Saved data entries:
◇ ◇ ◇ ◇ ◇ ◇ ◇
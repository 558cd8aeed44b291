//! Query-result export through DuckDB
//!
//! DuckDB writes the files itself. Spreadsheets go through the `spatial`
//! extension's GDAL copy format (`COPY (query) TO 'file.xlsx' WITH (FORMAT
//! GDAL, DRIVER 'xlsx')`); query results go to CSV with DuckDB's built-in
//! writer.

mod csv;
mod excel;
mod statement;

pub use csv::{csv_copy_statement, csv_export_path, export_csv};
pub use excel::{export_to_excel, ExcelExporter, SPATIAL_EXTENSION};
pub use statement::{CopyStatement, DEFAULT_DRIVER, DEFAULT_FORMAT, DEFAULT_OUTPUT, DEFAULT_QUERY};

use crate::error::{ExportError, ExportResult};
use std::path::{Path, PathBuf};

/// Result of a finished export
#[derive(Debug, Clone)]
pub struct ExportStats {
    pub output_path: PathBuf,
    pub bytes_written: u64,
}

fn check_output_path(path: &Path) -> ExportResult<()> {
    if path.as_os_str().is_empty() {
        return Err(ExportError::InvalidOutputPath {
            path: path.to_path_buf(),
            reason: "path is empty".to_string(),
        });
    }
    if path.is_dir() {
        return Err(ExportError::InvalidOutputPath {
            path: path.to_path_buf(),
            reason: "path is a directory".to_string(),
        });
    }
    if let Some(parent) = path.parent() {
        if !parent.as_os_str().is_empty() && !parent.exists() {
            return Err(ExportError::InvalidOutputPath {
                path: path.to_path_buf(),
                reason: format!("parent directory '{}' does not exist", parent.display()),
            });
        }
    }
    Ok(())
}
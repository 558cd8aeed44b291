//! parquet-pager - Lazy row-group and page readers for Parquet files
//!
//! Reads columnar files a slice at a time instead of loading them whole,
//! runs SQL over them through DuckDB, and exports query results to CSV or
//! spreadsheets.
//!
//! # Features
//!
//! - **Batch Paginator**: a lazy iterator that pulls one row-group batch per
//!   step. The default step mode advances a counter over
//!   `num_row_groups * num_rows` by `batch_size` and uses the counter as the
//!   row-group index; [`paginate::StepMode::RowGroup`] walks the row groups
//!   one by one instead.
//!
//! - **Page Cursor**: numbered pages (`next`, `previous`, `first`, `last`,
//!   `goto`) over any [`source::PageSource`], served either by the Parquet
//!   reader or by DuckDB `LIMIT/OFFSET` queries.
//!
//! - **Metadata**: footer summary and schema listing, serializable to JSON.
//!
//! - **SQL Query** (`duckdb` feature): a query that reads `FROM data` runs
//!   against the file, its result is stored in the `query_result` table and
//!   paged like the file itself. The result can be written to
//!   `<stem>-<uuid>.csv` with a header row.
//!
//! - **Spreadsheet Export** (`duckdb` feature): `COPY (query) TO 'file.xlsx'
//!   WITH (FORMAT GDAL, DRIVER 'xlsx')` after loading the `spatial` extension.
//!
//! # Architecture
//!
//! ```text
//!  ┌──────────────┐     ┌──────────────────┐     ┌────────────────┐
//!  │ Parquet file │────▶│   ParquetFile    │────▶│ RowGroupBatches│──▶ batches
//!  └──────────────┘     │ (RowGroupSource, │     └────────────────┘
//!          │            │   PageSource)    │     ┌────────────────┐
//!          │            └──────────────────┘────▶│   PageCursor   │──▶ pages
//!          │            ┌──────────────────┐     └────────────────┘
//!          └───────────▶│   DuckDbSource   │────────────▲
//!                       │   (PageSource)   │
//!                       └──────────────────┘
//! ```
//!
//! # Example
//!
//! ```bash
//! # Write a sample file, then read its first batch
//! parquet-pager generate data/large.parquet
//! parquet-pager batches data/large.parquet -b 20 --max-batches 1 --show
//!
//! # Page through it with DuckDB
//! parquet-pager page data/large.parquet --page 2 --backend duckdb
//!
//! # Filter it and keep the result as CSV
//! parquet-pager query data/large.parquet --sql "SELECT * FROM data WHERE value > 0.5" --export-csv
//! ```

pub mod config;
pub mod error;
#[cfg(feature = "duckdb")]
pub mod export;
pub mod generate;
pub mod metadata;
pub mod paginate;
pub mod pager;
pub mod progress;
pub mod render;
pub mod source;

pub use config::{CliArgs, RunConfig};
pub use error::{PageError, PagerError, Result, SourceError};
pub use paginate::{paginate, paginate_parquet, paginate_with, PaginateOptions, RowGroupBatches, StepMode};
pub use pager::PageCursor;
pub use source::{PageSource, ParquetFile, RowGroupSource};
◇ ◇ ◇ ◇ ◇ ◇ ◇
● **WHAT TO WORK ON**
Line by line, copy the data above exactly as it reads.

● **REPLY TO THE EXERCISE**
repository 558cd8aeed44b291
//! Query-result export through DuckDB
//!
//! DuckDB writes the files itself. Spreadsheets go through the `spatial`
//! extension's GDAL copy format (`COPY (query) TO 'file.xlsx' WITH (FORMAT
//! GDAL, DRIVER 'xlsx')`); query results go to CSV with DuckDB's built-in
//! writer.

mod csv;
mod excel;
mod statement;

pub use csv::{csv_copy_statement, csv_export_path, export_csv};
pub use excel::{export_to_excel, ExcelExporter, SPATIAL_EXTENSION};
pub use statement::{CopyStatement, DEFAULT_DRIVER, DEFAULT_FORMAT, DEFAULT_OUTPUT, DEFAULT_QUERY};

use crate::error::{ExportError, ExportResult};
use std::path::{Path, PathBuf};

/// Result of a finished export
#[derive(Debug, Clone)]
pub struct ExportStats {
    pub output_path: PathBuf,
    pub bytes_written: u64,
}

fn check_output_path(path: &Path) -> ExportResult<()> {
    if path.as_os_str().is_empty() {
        return Err(ExportError::InvalidOutputPath {
            path: path.to_path_buf(),
            reason: "path is empty".to_string(),
        });
    }
    if path.is_dir() {
        return Err(ExportError::InvalidOutputPath {
            path: path.to_path_buf(),
            reason: "path is a directory".to_string(),
        });
    }
    if let Some(parent) = path.parent() {
        if !parent.as_os_str().is_empty() && !parent.exists() {
            return Err(ExportError::InvalidOutputPath {
                path: path.to_path_buf(),
                reason: format!("parent directory '{}' does not exist", parent.display()),
            });
        }
    }
    Ok(())
}
repository 558cd8aeed44b291
//! parquet-pager - Lazy row-group and page readers for Parquet files
//!
//! Reads columnar files a slice at a time instead of loading them whole,
//! runs SQL over them through DuckDB, and exports query results to CSV or
//! spreadsheets.
//!
//! # Features
//!
//! - **Batch Paginator**: a lazy iterator that pulls one row-group batch per
//!   step. The default step mode advances a counter over
//!   `num_row_groups * num_rows` by `batch_size` and uses the counter as the
//!   row-group index; [`paginate::StepMode::RowGroup`] walks the row groups
//!   one by one instead.
//!
//! - **Page Cursor**: numbered pages (`next`, `previous`, `first`, `last`,
//!   `goto`) over any [`source::PageSource`], served either by the Parquet
//!   reader or by DuckDB `LIMIT/OFFSET` queries.
//!
//! - **Metadata**: footer summary and schema listing, serializable to JSON.
//!
//! - **SQL Query** (`duckdb` feature): a query that reads `FROM data` runs
//!   against the file, its result is stored in the `query_result` table and
//!   paged like the file itself. The result can be written to
//!   `<stem>-<uuid>.csv` with a header row.
//!
//! - **Spreadsheet Export** (`duckdb` feature): `COPY (query) TO 'file.xlsx'
//!   WITH (FORMAT GDAL, DRIVER 'xlsx')` after loading the `spatial` extension.
//!
//! # Architecture
//!
//! ```text
//!  ┌──────────────┐     ┌──────────────────┐     ┌────────────────┐
//!  │ Parquet file │────▶│   ParquetFile    │────▶│ RowGroupBatches│──▶ batches
//!  └──────────────┘     │ (RowGroupSource, │     └────────────────┘
//!          │            │   PageSource)    │     ┌────────────────┐
//!          │            └──────────────────┘────▶│   PageCursor   │──▶ pages
//!          │            ┌──────────────────┐     └────────────────┘
//!          └───────────▶│   DuckDbSource   │────────────▲
//!                       │   (PageSource)   │
//!                       └──────────────────┘
//! ```
//!
//! # Example
//!
//! ```bash
//! # Write a sample file, then read its first batch
//! parquet-pager generate data/large.parquet
//! parquet-pager batches data/large.parquet -b 20 --max-batches 1 --show
//!
//! # Page through it with DuckDB
//! parquet-pager page data/large.parquet --page 2 --backend duckdb
//!
//! # Filter it and keep the result as CSV
//! parquet-pager query data/large.parquet --sql "SELECT * FROM data WHERE value > 0.5" --export-csv
//! ```

pub mod config;
pub mod error;
#[cfg(feature = "duckdb")]
pub mod export;
pub mod generate;
pub mod metadata;
pub mod paginate;
pub mod pager;
pub mod progress;
pub mod render;
pub mod source;

pub use config::{CliArgs, RunConfig};
pub use error::{PageError, PagerError, Result, SourceError};
pub use paginate::{paginate, paginate_parquet, paginate_with, PaginateOptions, RowGroupBatches, StepMode};
pub use pager::PageCursor;
pub use source::{PageSource, ParquetFile, RowGroupSource};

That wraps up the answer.